= William Gaillard =

William Gaillard is the director of communications and public affairs for the Union of European Football Associations (UEFA). He is also the Senior Advisor to the President of UEFA Michel Platini.

Gaillard, who was born in France, came to wide prominence following the condemnation that UEFA suffered in the wake of the 2007 Champions League Final.

== Before UEFA ==
In addition to his career at UEFA, Gaillard has also been Director of Corporate Communication for the International Air Transport Association and the UN International Drug Control Program.

== His role within UEFA ==
William Gaillard is the Senior Adviser to the UEFA President Michel Platini as well as the UEFA's Director of Communication and Public Affairs. He advises the UEFA President on political issues and oversees all external communications

Gaillard heads UEFA's Communications and Public Affairs Division, which is responsible for all activities involving UEFA's relations with the media, as well as for the production of UEFA's various publications and reports and the UEFA charity portfolio.

Gaillard has been highly visible since joining UEFA; indeed, he is perhaps the most prominent of UEFA's senior officials, along with President Michel Platini.

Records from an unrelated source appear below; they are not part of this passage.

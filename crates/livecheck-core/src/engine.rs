//! The liveness state machine.
//!
//! One [`LivenessEngine`] per session. A caller invokes
//! [`LivenessEngine::start_detection`] once and then
//! [`LivenessEngine::process_detection`] for every frame the detector
//! delivers, one call at a time. Results are read back through
//! [`LivenessEngine::state`] and [`LivenessEngine::phase`].
//!
//! Live path:
//!
//! ```text
//! initializing --start_detection--> detecting-face
//!   --face present when the 1500 ms deadline fires--> checking-head-left
//!   --left turn beyond threshold--> checking-position
//!   --distance good, framing valid, held still--> capturing
//! ```
//!
//! `capturing` is terminal for the engine. The post-capture flow may move the
//! session on through [`LivenessEngine::enter_external_phase`].
//!
//! Timers are deadlines owned by the engine (see [`crate::timers`]). They
//! fire from [`LivenessEngine::poll_timers`], which every frame calls first.
//! Dropping the engine drops its timers.

use std::time::{Duration, Instant};
use thiserror::Error;

use crate::blink::BlinkDetector;
use crate::config::LivenessConfig;
use crate::framing;
use crate::landmarks::{LandmarkLayout, ShortRangeLayout};
use crate::motion::{HeadTurnTracker, StabilityTracker};
use crate::timers::{TimerKind, Timers};
use crate::types::{
    BoundingBox, FaceDetectionResult, FaceDistance, LivenessPhase, LivenessSnapshot,
    LivenessState,
};

/// How long after `start_detection` the engine waits before checking for a face.
pub const FACE_DETECTION_DEADLINE: Duration = Duration::from_millis(1500);

/// User-facing instruction strings.
pub mod instructions {
    pub const POSITION_FACE: &str = "Position your face in the frame";
    pub const REPOSITION: &str = "Please position your face in the frame";
    pub const LOOKING: &str = "Looking for your face...";
    pub const FACE_DETECTED: &str = "Face detected! Preparing liveness check...";
    pub const TURN_HEAD: &str = "Turn your head to the right";
    pub const HEAD_TURNED: &str = "Great! Now position yourself in the frame";
    pub const TOO_CLOSE: &str = "Move back - you're too close";
    pub const TOO_FAR: &str = "Move closer to the camera";
    pub const MATCH_OUTLINE: &str = "Match the outline - center face, show shoulders";
    pub const HOLD_STILL: &str = "Hold still for a moment";
    pub const PASSED: &str = "Perfect! Capturing...";
}

#[derive(Error, Debug, Clone, Copy, PartialEq, Eq)]
pub enum PhaseError {
    #[error("phase {0} is driven by the liveness engine")]
    NotExternal(LivenessPhase),
    #[error("cannot enter {target} from {current}: liveness check has not passed")]
    NotCaptured {
        current: LivenessPhase,
        target: LivenessPhase,
    },
    #[error("cannot enter {target} from {current}")]
    InvalidTransition {
        current: LivenessPhase,
        target: LivenessPhase,
    },
}

#[derive(Debug)]
pub struct LivenessEngine {
    config: LivenessConfig,
    layout: Box<dyn LandmarkLayout>,
    state: LivenessState,
    phase: LivenessPhase,
    blink: BlinkDetector,
    head_turn: HeadTurnTracker,
    stability: StabilityTracker,
    timers: Timers,
    /// Set when the face deadline fired without a face; the next frame with
    /// a face then advances on its own.
    face_deadline_elapsed: bool,
}

impl Default for LivenessEngine {
    fn default() -> Self {
        Self::new(LivenessConfig::default())
    }
}

impl LivenessEngine {
    pub fn new(config: LivenessConfig) -> Self {
        Self::with_layout(config, Box::new(ShortRangeLayout))
    }

    /// Create an engine for a detector with a different landmark layout.
    pub fn with_layout(config: LivenessConfig, layout: Box<dyn LandmarkLayout>) -> Self {
        Self {
            head_turn: HeadTurnTracker::new(config.head_movement_threshold),
            stability: StabilityTracker::new(config.stability_duration()),
            layout,
            state: LivenessState::default(),
            phase: LivenessPhase::Initializing,
            blink: BlinkDetector::new(),
            timers: Timers::default(),
            face_deadline_elapsed: false,
            config,
        }
    }

    pub fn state(&self) -> &LivenessState {
        &self.state
    }

    pub fn phase(&self) -> LivenessPhase {
        self.phase
    }

    pub fn config(&self) -> &LivenessConfig {
        &self.config
    }

    pub fn snapshot(&self) -> LivenessSnapshot {
        LivenessSnapshot {
            phase: self.phase,
            state: self.state.clone(),
        }
    }

    /// Earliest pending timer deadline, if any.
    pub fn next_deadline(&self) -> Option<Instant> {
        self.timers.next_deadline()
    }

    pub fn is_timer_pending(&self, kind: TimerKind) -> bool {
        self.timers.is_pending(kind)
    }

    pub fn start_detection(&mut self) {
        self.start_detection_at(Instant::now());
    }

    /// Enter `detecting-face` and arm the face-detection deadline.
    ///
    /// Only valid from `initializing`; call [`Self::reset_checks`] to start over.
    pub fn start_detection_at(&mut self, now: Instant) {
        if self.phase != LivenessPhase::Initializing {
            tracing::warn!(phase = %self.phase, "start_detection ignored: session already started");
            return;
        }
        self.set_phase(LivenessPhase::DetectingFace);
        self.instruct(instructions::LOOKING);
        self.face_deadline_elapsed = false;
        self.timers
            .schedule(TimerKind::FaceDeadline, now + FACE_DETECTION_DEADLINE);
    }

    pub fn process_detection(
        &mut self,
        detection: &FaceDetectionResult,
        frame_width: u32,
        frame_height: u32,
    ) {
        self.process_detection_at(detection, frame_width, frame_height, Instant::now());
    }

    /// Per-frame transition. Due timers fire before the frame is evaluated.
    pub fn process_detection_at(
        &mut self,
        detection: &FaceDetectionResult,
        frame_width: u32,
        frame_height: u32,
        now: Instant,
    ) {
        self.poll_timers(now);
        tracing::trace!(
            phase = %self.phase,
            confidence = detection.confidence,
            detections = detection.detections.len(),
            frame_width,
            frame_height,
            "processing frame"
        );

        let present = !detection.detections.is_empty()
            && detection.confidence > self.config.min_detection_confidence;
        self.state.is_face_detected = present;
        if !present {
            self.instruct(instructions::REPOSITION);
            self.state.is_face_in_frame = false;
            self.state.face_distance = FaceDistance::None;
            return;
        }

        self.state.is_face_in_frame = true;
        let bbox = detection.bounding_box.as_ref();
        self.state.face_distance = framing::classify_distance(bbox);

        let eyes = self.layout.eyes_and_nose(detection.landmarks());
        if let Some(eyes) = eyes.as_ref() {
            if self.blink.observe(eyes) {
                self.register_blink(now);
            }
        }
        let rotation = eyes.map(|e| e.roll_degrees()).unwrap_or(0.0);

        match self.phase {
            LivenessPhase::DetectingFace => {
                if self.face_deadline_elapsed {
                    self.begin_head_turn();
                } else {
                    self.instruct(instructions::FACE_DETECTED);
                }
            }
            LivenessPhase::CheckingHeadLeft => self.check_head_turn(bbox, rotation),
            LivenessPhase::CheckingPosition => self.check_position(bbox, now),
            _ => {}
        }
    }

    /// Fire every timer due at `now`. Returns how many fired.
    pub fn poll_timers(&mut self, now: Instant) -> usize {
        let due = self.timers.take_due(now);
        for kind in &due {
            match kind {
                TimerKind::FaceDeadline => self.on_face_deadline(),
                TimerKind::BlinkReset => {
                    self.state.is_blink_detected = false;
                    tracing::trace!("blink indicator cleared");
                }
            }
        }
        due.len()
    }

    /// Restore every flag, baseline and the phase to their initial values
    /// and cancel pending timers. Idempotent.
    pub fn reset_checks(&mut self) {
        self.state = LivenessState::default();
        self.phase = LivenessPhase::Initializing;
        self.blink.reset();
        self.head_turn.reset();
        self.stability.reset();
        self.timers.cancel_all();
        self.face_deadline_elapsed = false;
        tracing::debug!("liveness checks reset");
    }

    /// Move a session that has passed the liveness check into one of the
    /// post-capture phases.
    ///
    /// Allowed: `capturing -> preview | uploading | error`,
    /// `preview -> uploading | error`, `uploading -> complete | error`.
    /// `complete` and `error` are terminal until [`Self::reset_checks`].
    pub fn enter_external_phase(&mut self, target: LivenessPhase) -> Result<(), PhaseError> {
        if !matches!(
            target,
            LivenessPhase::Preview
                | LivenessPhase::Uploading
                | LivenessPhase::Complete
                | LivenessPhase::Error
        ) {
            return Err(PhaseError::NotExternal(target));
        }
        if !self.phase.is_post_capture() {
            return Err(PhaseError::NotCaptured {
                current: self.phase,
                target,
            });
        }
        let allowed = matches!(
            (self.phase, target),
            (
                LivenessPhase::Capturing,
                LivenessPhase::Preview | LivenessPhase::Uploading | LivenessPhase::Error
            ) | (
                LivenessPhase::Preview,
                LivenessPhase::Uploading | LivenessPhase::Error
            ) | (
                LivenessPhase::Uploading,
                LivenessPhase::Complete | LivenessPhase::Error
            )
        );
        if !allowed {
            return Err(PhaseError::InvalidTransition {
                current: self.phase,
                target,
            });
        }
        self.set_phase(target);
        Ok(())
    }

    fn on_face_deadline(&mut self) {
        if self.phase != LivenessPhase::DetectingFace {
            return;
        }
        if self.state.is_face_detected {
            self.begin_head_turn();
        } else {
            tracing::debug!("no face at detection deadline; waiting for the next face");
            self.face_deadline_elapsed = true;
        }
    }

    fn begin_head_turn(&mut self) {
        self.set_phase(LivenessPhase::CheckingHeadLeft);
        self.instruct(instructions::TURN_HEAD);
        self.head_turn.reset();
    }

    fn register_blink(&mut self, now: Instant) {
        self.state.is_blink_detected = true;
        self.state.blink_count = self.state.blink_count.saturating_add(1);
        self.timers.schedule(
            TimerKind::BlinkReset,
            now + self.config.blink_detection_timeout(),
        );
        tracing::debug!(count = self.state.blink_count, "blink detected");
    }

    fn check_head_turn(&mut self, bbox: Option<&BoundingBox>, rotation: f32) {
        self.instruct(instructions::TURN_HEAD);
        let Some(bbox) = bbox else {
            return;
        };

        let movement = self.head_turn.observe(bbox, rotation);
        if movement.right && !self.state.head_movement_right {
            self.state.head_movement_right = true;
            tracing::debug!(x = bbox.x_center, "right head movement observed");
        }
        if movement.left && !self.state.head_movement_left {
            self.state.head_movement_left = true;
            self.state.is_head_movement_detected = true;
            self.stability.reset();
            self.set_phase(LivenessPhase::CheckingPosition);
            self.instruct(instructions::HEAD_TURNED);
        }
    }

    fn check_position(&mut self, bbox: Option<&BoundingBox>, now: Instant) {
        self.state.is_frame_valid = framing::is_frame_valid(bbox);

        match self.state.face_distance {
            FaceDistance::TooClose => return self.instruct(instructions::TOO_CLOSE),
            FaceDistance::TooFar => return self.instruct(instructions::TOO_FAR),
            FaceDistance::Good | FaceDistance::None => {}
        }

        let Some(bbox) = bbox.filter(|_| self.state.is_frame_valid) else {
            return self.instruct(instructions::MATCH_OUTLINE);
        };

        let stable = self.stability.observe(bbox, now);
        self.state.is_stable = stable;
        if !stable {
            return self.instruct(instructions::HOLD_STILL);
        }

        self.state.is_liveness_check_passed = true;
        self.set_phase(LivenessPhase::Capturing);
        self.instruct(instructions::PASSED);
    }

    fn set_phase(&mut self, next: LivenessPhase) {
        if self.phase != next {
            tracing::info!(from = %self.phase, to = %next, "liveness phase changed");
            self.phase = next;
        }
    }

    fn instruct(&mut self, text: &str) {
        if self.state.current_instruction != text {
            self.state.current_instruction.clear();
            self.state.current_instruction.push_str(text);
        }
    }
}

Gaillard has been highly active in anti-racism work within football. Following England's game in 2004 against Spain when players were subjected to racial abuse, he stated that players should not leave the pitch:

We would not condone such behaviour for the very simple reason it could lead to all sorts of abuse," he said. "I don't think we should advise this kind of behaviour for merely technical reasons, because we would have hundreds of cases in which players could walk off the pitch and say 'I heard someone shouting something'. "I don't think this is the right attitude.
— William Gaillard

Gaillard is an active partner with Britain's Kick It Out campaign and UEFA's own uniteagainstracism

== 2007 Champions League Final ==
Trouble occurred at the 2007 UEFA Champions League Final after thousands of ticketless Liverpool supporters stormed the turnstiles to the stadium; and about two thousand fans who were holding genuine tickets were denied entry as a result. Gaillard said that the problems in Greece were typical of the behaviour of some Liverpool supporters during the past four years, branding them the worst in Europe; despite having previously said that both sets of supporters 'have a tradition of good behaviour'. He accused Liverpool supporters of stealing tickets "out of the hands of children" and said "we know what happened in Athens and Liverpool fans were the cause of most of the trouble there". This was seen by some as UEFA attempting to avoid the blame for the disorganisation of the final, and they were accused by Richard Caborn, the UK Sports Minister, as entering into a blame game. This also resulted in Gaillard being heavily criticised by Liverpool co-owner Tom Hicks.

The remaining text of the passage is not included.